Directions: Search the records for the word "rebuilt" and copy every line in which it occurs.

☆ ☆ ☆ ☆ ☆ ☆ ☆

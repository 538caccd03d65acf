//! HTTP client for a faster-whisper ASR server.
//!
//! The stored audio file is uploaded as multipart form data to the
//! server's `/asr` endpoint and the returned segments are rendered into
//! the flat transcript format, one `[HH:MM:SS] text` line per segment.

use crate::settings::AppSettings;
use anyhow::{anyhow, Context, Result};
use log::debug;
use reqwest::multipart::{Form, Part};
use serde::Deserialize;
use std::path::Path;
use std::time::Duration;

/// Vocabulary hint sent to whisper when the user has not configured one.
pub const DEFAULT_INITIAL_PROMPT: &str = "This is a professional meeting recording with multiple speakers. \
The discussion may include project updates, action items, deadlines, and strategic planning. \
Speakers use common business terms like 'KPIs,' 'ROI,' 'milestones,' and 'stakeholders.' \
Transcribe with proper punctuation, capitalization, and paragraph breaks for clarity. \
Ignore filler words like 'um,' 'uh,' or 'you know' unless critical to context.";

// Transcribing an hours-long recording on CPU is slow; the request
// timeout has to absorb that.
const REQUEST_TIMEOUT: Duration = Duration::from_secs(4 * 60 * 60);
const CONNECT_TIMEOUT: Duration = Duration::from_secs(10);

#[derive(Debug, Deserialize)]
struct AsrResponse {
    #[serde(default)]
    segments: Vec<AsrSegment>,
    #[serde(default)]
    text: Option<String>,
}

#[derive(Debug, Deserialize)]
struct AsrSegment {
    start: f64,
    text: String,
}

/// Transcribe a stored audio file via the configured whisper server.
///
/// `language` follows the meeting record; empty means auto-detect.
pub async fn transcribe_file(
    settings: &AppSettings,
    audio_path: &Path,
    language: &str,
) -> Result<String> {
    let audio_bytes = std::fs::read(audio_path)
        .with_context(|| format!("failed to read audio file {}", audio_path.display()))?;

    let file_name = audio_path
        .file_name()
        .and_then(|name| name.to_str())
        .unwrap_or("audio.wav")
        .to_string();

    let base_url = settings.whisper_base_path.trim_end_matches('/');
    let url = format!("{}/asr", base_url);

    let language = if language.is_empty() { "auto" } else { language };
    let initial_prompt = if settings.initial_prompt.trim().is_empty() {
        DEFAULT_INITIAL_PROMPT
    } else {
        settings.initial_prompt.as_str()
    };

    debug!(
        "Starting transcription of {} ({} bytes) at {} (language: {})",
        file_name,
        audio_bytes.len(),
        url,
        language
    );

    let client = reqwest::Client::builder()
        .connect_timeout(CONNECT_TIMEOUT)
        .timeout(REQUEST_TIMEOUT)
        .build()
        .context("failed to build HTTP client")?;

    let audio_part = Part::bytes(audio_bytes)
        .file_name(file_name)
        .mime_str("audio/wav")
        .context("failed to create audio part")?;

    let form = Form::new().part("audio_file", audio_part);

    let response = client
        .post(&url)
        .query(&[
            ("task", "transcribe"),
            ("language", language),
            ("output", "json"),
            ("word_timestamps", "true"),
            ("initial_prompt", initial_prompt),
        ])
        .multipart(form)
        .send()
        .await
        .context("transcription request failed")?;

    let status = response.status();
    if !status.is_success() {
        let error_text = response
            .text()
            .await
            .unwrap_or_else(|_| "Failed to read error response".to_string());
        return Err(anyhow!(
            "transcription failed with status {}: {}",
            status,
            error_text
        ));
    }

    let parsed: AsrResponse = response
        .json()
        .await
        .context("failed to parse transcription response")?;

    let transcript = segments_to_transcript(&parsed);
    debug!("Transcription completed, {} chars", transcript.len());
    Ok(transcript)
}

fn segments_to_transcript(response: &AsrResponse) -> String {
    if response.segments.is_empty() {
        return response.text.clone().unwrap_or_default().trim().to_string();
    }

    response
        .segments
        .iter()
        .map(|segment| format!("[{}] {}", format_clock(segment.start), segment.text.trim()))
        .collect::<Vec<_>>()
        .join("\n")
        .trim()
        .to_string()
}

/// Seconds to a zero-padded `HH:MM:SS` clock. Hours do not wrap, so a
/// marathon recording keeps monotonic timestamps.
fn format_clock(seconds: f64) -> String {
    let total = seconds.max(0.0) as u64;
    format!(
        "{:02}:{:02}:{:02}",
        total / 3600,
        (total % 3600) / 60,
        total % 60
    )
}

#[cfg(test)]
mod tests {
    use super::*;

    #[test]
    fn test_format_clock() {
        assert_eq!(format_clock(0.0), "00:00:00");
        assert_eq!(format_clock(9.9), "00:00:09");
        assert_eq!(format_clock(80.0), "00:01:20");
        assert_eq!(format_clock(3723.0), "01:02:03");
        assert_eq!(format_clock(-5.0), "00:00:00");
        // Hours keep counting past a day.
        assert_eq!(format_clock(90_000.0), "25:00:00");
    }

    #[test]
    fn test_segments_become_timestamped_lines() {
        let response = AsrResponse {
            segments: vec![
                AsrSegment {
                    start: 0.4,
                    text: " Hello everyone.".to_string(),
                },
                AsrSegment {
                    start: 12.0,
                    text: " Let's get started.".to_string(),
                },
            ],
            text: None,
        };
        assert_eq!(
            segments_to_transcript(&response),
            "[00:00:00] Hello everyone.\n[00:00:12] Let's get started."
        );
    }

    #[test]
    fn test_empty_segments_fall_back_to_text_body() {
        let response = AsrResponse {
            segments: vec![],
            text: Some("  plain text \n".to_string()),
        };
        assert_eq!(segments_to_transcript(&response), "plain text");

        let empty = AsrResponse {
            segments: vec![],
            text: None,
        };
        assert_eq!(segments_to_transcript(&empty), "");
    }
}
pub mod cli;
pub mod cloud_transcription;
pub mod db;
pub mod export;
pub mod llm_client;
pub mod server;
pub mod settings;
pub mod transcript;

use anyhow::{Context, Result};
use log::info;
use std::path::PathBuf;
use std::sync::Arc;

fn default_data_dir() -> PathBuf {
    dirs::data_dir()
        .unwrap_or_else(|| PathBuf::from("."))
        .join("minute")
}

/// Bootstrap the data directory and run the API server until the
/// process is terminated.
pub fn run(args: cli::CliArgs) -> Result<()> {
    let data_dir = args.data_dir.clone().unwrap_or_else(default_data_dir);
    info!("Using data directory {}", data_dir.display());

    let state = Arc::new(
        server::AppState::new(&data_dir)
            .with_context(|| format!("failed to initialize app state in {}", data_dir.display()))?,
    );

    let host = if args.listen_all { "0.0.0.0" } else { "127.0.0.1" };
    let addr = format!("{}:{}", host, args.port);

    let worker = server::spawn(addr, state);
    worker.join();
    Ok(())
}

☆ ☆ ☆ ☆ ☆ ☆ ☆

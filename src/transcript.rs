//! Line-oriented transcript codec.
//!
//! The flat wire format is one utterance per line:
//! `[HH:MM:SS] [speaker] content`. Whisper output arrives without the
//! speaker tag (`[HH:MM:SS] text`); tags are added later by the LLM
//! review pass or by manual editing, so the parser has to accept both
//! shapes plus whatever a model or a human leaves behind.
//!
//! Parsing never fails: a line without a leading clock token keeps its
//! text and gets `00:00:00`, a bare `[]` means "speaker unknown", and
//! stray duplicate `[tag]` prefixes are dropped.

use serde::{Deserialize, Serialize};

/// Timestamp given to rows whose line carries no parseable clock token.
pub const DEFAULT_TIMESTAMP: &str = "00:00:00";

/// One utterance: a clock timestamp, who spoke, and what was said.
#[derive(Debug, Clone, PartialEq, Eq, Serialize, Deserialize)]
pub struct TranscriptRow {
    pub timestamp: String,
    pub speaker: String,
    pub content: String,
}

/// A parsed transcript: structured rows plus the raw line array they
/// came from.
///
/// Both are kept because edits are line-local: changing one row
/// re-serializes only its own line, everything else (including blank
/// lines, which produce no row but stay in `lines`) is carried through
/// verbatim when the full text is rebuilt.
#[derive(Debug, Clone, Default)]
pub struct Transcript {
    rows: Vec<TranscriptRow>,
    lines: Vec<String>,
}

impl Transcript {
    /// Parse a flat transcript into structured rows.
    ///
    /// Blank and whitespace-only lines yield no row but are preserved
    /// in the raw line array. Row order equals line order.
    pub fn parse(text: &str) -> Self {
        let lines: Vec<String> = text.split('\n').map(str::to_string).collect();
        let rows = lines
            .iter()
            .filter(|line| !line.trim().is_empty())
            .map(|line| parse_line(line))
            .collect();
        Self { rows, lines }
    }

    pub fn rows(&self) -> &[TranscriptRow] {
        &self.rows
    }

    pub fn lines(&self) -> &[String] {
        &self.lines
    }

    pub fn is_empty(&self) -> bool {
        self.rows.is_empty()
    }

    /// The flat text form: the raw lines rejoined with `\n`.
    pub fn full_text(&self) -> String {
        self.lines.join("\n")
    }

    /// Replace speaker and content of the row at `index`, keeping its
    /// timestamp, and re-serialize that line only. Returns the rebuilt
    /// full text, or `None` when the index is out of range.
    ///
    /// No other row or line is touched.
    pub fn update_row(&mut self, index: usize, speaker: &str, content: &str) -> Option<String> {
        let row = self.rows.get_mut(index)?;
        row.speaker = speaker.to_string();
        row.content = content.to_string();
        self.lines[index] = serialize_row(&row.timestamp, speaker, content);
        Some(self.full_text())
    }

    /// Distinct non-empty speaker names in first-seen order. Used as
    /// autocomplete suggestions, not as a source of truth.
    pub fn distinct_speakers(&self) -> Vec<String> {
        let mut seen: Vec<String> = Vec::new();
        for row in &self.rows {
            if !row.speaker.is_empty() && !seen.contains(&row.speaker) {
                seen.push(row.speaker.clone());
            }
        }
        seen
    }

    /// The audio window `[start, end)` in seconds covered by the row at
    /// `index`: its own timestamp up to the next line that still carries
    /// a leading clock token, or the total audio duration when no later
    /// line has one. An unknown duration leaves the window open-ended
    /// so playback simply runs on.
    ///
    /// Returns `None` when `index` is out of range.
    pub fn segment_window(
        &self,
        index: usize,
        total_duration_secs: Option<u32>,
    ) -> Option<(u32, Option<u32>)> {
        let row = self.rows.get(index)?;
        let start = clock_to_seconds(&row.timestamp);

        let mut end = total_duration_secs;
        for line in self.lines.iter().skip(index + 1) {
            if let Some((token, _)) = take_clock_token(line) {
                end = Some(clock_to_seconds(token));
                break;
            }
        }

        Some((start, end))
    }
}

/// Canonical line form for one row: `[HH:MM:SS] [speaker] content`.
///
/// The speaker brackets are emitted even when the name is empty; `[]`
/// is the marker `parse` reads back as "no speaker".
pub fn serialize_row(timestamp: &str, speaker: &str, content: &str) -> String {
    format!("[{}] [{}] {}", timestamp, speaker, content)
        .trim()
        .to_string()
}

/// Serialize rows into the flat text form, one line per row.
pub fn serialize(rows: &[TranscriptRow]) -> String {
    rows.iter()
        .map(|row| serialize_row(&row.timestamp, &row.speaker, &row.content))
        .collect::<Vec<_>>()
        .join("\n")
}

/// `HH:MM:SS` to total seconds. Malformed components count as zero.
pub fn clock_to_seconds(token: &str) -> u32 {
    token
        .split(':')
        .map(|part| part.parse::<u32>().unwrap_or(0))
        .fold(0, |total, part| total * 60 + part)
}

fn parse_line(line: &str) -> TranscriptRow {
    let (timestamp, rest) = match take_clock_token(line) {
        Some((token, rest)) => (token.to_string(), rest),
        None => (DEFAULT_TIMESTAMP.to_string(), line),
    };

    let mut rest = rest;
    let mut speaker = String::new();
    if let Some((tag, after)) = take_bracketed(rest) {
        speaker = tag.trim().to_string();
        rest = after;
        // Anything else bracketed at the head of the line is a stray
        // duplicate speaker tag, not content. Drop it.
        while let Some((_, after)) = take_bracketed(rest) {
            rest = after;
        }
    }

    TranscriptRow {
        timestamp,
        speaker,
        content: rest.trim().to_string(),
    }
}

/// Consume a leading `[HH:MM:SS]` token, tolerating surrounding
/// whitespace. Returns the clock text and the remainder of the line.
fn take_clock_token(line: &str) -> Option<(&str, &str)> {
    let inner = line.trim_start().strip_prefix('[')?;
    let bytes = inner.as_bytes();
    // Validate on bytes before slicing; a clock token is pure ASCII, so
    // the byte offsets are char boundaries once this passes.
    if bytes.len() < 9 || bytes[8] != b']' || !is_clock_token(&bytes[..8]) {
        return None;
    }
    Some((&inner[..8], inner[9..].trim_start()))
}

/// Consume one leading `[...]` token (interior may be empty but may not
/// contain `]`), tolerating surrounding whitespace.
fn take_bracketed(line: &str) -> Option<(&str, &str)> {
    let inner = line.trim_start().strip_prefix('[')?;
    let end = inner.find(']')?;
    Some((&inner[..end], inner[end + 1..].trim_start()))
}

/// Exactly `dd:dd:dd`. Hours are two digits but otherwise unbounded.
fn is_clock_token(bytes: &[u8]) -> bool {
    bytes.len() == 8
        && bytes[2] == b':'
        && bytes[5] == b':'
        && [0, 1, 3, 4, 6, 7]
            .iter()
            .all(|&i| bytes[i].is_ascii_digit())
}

☆ ☆ ☆ ☆ ☆ ☆ ☆

Output of the exercise:
/// verbatim when the full text is rebuilt.
    /// timestamp, and re-serialize that line only. Returns the rebuilt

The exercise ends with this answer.